Mismatching tokenizer and LLM model
Hi there,
I'm using your model and trying to decode the output of llm by provided tokenizer. It seems that the output of llm might output token_id
that is larger than the tokenizer.vocab_size
, which cause tokenizer.decode
error.
After checking the vocab_size
in both model
and tokenizer
, it is the difference of vocab_size
between configs in config.json
(51200 from this line) and tokenizer_config.json
(at most 50295 from this line).
The difference in vocab_size
while debuging also indicate this issue.
How to solve this? Is this avoidable by set some arguments or should I modify config file?
Thank you for your time for reading. Looking forward to your advices!
This is curious as it cann't be explained with added tokens. The base CodeGenTokenizer has more than 51200 tokens. Perhaps the 51200 in the model config is outdated.
It's present on the azure repo, for the latest v2, as well.
This is curious as it cann't be explained with added tokens. The base CodeGenTokenizer has more than 51200 tokens. Perhaps the 51200 in the model config is outdated.
It's present on the azure repo, for the latest v2, as well.
@wassname Thank you for your information. Do you mean there's a repo that point this issue out? Could you give me a link related to that? Thank you very much!
from transformers import AutoModelForCausalLM, AutoTokenizer
tokenizer = AutoTokenizer.from_pretrained("microsoft/phi-2",)
tokenizer.add_tokens([f'<SPL_{i}' for i in range(0,943)]) # returns 943
adding new tokens and using the tokenizer can avoid the error
This is curious as it cann't be explained with added tokens. The base CodeGenTokenizer has more than 51200 tokens. Perhaps the 51200 in the model config is outdated.
It's present on the azure repo, for the latest v2, as well.
@wassname Thank you for your information.

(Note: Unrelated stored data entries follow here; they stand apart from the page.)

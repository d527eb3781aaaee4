//! Integration tests for observable bindings
//!
//! These tests verify that:
//! - Bound attributes follow their sources synchronously
//! - Combining callbacks see source values in registration order
//! - Unbinding prunes the bookkeeping and the source subscriptions
//! - Bindings compose with state machines and debounced signals

use lumen_core::{
    Debouncer, ManualClock, Observable, StateMachine, TimerQueue, Value,
};
use std::cell::Cell;
use std::rc::Rc;
use std::time::Duration;

fn names(list: &[&str]) -> Vec<String> {
    list.iter().map(|s| s.to_string()).collect()
}

/// Bookkeeping after a series of partial unbinds
#[test]
fn test_unbind_prunes_structure() {
    let model = Observable::new();
    let bound1 = Observable::with_attributes([("b1a", Value::from("foo"))]);
    let bound2 = Observable::with_attributes([
        ("b2b", Value::from(42)),
        ("b2c", Value::from("bar")),
    ]);
    let bound3 = Observable::with_attributes([("b3d", Value::from("baz"))]);

    model.bind(&["a"]).unwrap().to(&bound1, &["b1a"]).unwrap();
    model
        .bind(&["b", "c"])
        .unwrap()
        .to(&bound2, &["b2b", "b2c"])
        .unwrap();
    model
        .bind(&["d", "e"])
        .unwrap()
        .to(&bound3, &["b3d", "b3d"])
        .unwrap();

    assert_eq!(model.bound_attributes(), names(&["a", "b", "c", "d", "e"]));
    assert_eq!(
        model.bound_sources(),
        vec![bound1.id(), bound2.id(), bound3.id()]
    );
    assert_eq!(model.bindings_to(&bound3)["b3d"], names(&["d", "e"]));

    model.unbind(&["c", "d"]).unwrap();
    assert_eq!(model.bound_attributes(), names(&["a", "b", "e"]));
    assert_eq!(model.bindings_to(&bound2).len(), 1);
    assert_eq!(model.bindings_to(&bound2)["b2b"], names(&["b"]));
    assert_eq!(model.bindings_to(&bound3)["b3d"], names(&["e"]));

    model.unbind(&["b"]).unwrap();
    assert_eq!(model.bound_sources(), vec![bound1.id(), bound3.id()]);
    assert!(!model.is_listening_to(bound2.id()));
    assert!(model.is_listening_to(bound3.id()));

    model.unbind(&[]).unwrap();
    assert!(model.bound_attributes().is_empty());
    assert!(model.bound_sources().is_empty());
    assert!(!model.is_listening_to(bound1.id()));
}

/// Partial unbind leaves the remaining attribute live
#[test]
fn test_unbind_some_attributes() {
    let car = Observable::with_attributes([
        ("color", Value::from("red")),
        ("year", Value::from(2000)),
        ("torque", Value::from(160)),
    ]);
    let vehicle = Observable::new();

    vehicle
        .bind(&["color", "year", "torque"])
        .unwrap()
        .to(&car, &[])
        .unwrap();
    vehicle.unbind(&["year", "torque"]).unwrap();

    car.set("color", "blue").unwrap();
    car.set("year", 1969).unwrap();
    car.set("torque", 220).unwrap();

    assert_eq!(vehicle.get("color"), Value::from("blue"));
    assert_eq!(vehicle.get("year"), Value::from(2000));
    assert_eq!(vehicle.get("torque"), Value::from(160));
}

/// Unbinding a combined attribute freezes the combined value
#[test]
fn test_unbind_combined_attribute() {
    let vehicle = Observable::new();
    let car1 = Observable::with_attributes([("color", Value::from("red"))]);
    let car2 = Observable::with_attributes([("color", Value::from("blue"))]);

    vehicle
        .bind(&["color"])
        .unwrap()
        .to(&car1, &[])
        .unwrap()
        .to(&car2, &[])
        .unwrap()
        .as_fn(|v| Value::from(format!("{}{}", v[0].to_text(), v[1].to_text())))
        .unwrap();
    assert_eq!(vehicle.get("color"), Value::from("redblue"));

    vehicle.unbind(&["color"]).unwrap();
    car1.set("color", "green").unwrap();
    car2.set("color", "violet").unwrap();
    assert_eq!(vehicle.get("color"), Value::from("redblue"));
}

/// A bound attribute may itself be a source for a third model
#[test]
fn test_binding_chains_across_models() {
    let source = Observable::with_attributes([("label", Value::from("Bold"))]);
    let middle = Observable::new();
    let leaf = Observable::new();

    middle.bind(&["label"]).unwrap().to(&source, &[]).unwrap();
    leaf.bind(&["text"]).unwrap().to(&middle, &["label"]).unwrap();

    let changes = Rc::new(Cell::new(0));
    let changes_clone = changes.clone();
    leaf.on("change:text", move |_, _| changes_clone.set(changes_clone.get() + 1));

    source.set("label", "Italic").unwrap();
    assert_eq!(leaf.get("text"), Value::from("Italic"));
    assert_eq!(changes.get(), 1);

    // Same value again: nothing propagates.
    source.set("label", "Italic").unwrap();
    assert_eq!(changes.get(), 1);
}

#[derive(Clone, Copy, Debug, PartialEq, Eq, Hash)]
enum Panel {
    Closed,
    Open,
}

#[derive(Clone, Copy, Debug, PartialEq, Eq, Hash)]
enum PanelEvent {
    Settled,
}

/// Debounced attribute changes drive a state machine transition
#[test]
fn test_debounced_change_drives_fsm() {
    let _ = tracing_subscriber::fmt().with_test_writer().try_init();
    let clock = Rc::new(ManualClock::new());
    let timers = TimerQueue::new(clock.clone());
    let model = Observable::with_attributes([("query", Value::from(""))]);

    let fsm = Rc::new(std::cell::RefCell::new(
        StateMachine::builder(Panel::Closed)
            .on(Panel::Closed, PanelEvent::Settled, Panel::Open)
            .build(),
    ));

    let fsm_clone = fsm.clone();
    let debouncer = Debouncer::new(&timers, Duration::from_millis(200), move || {
        fsm_clone.borrow_mut().send(PanelEvent::Settled);
    });

    let debouncer_clone = debouncer.clone();
    model.on("change:query", move |_, _| debouncer_clone.call());

    model.set("query", "a").unwrap();
    clock.advance(Duration::from_millis(150));
    timers.run_due();
    model.set("query", "ab").unwrap();
    clock.advance(Duration::from_millis(150));
    timers.run_due();
    assert!(fsm.borrow().is_in(Panel::Closed));

    clock.advance(Duration::from_millis(50));
    timers.run_due();
    assert!(fsm.borrow().is_in(Panel::Open));
}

Do you mean there's a repo that point this issue out? Could you give me a link related to that? Thank you very much!
Oh there is the huggingface repo, and the azure one. But they both have the same discrepancy.
Could you please provide the script which is generating those identifiers?
We ended up setting 51200 as the vocabulary size just to accommodate any new tokens that we might need in the future. You can follow @Deepakvictor answer and it should fix the issue.
As far as I know, no tokens from 50295+ should be generated because those embeddings were not trained. Though, depending on the generation's parameters, they could appear (low probabilities however).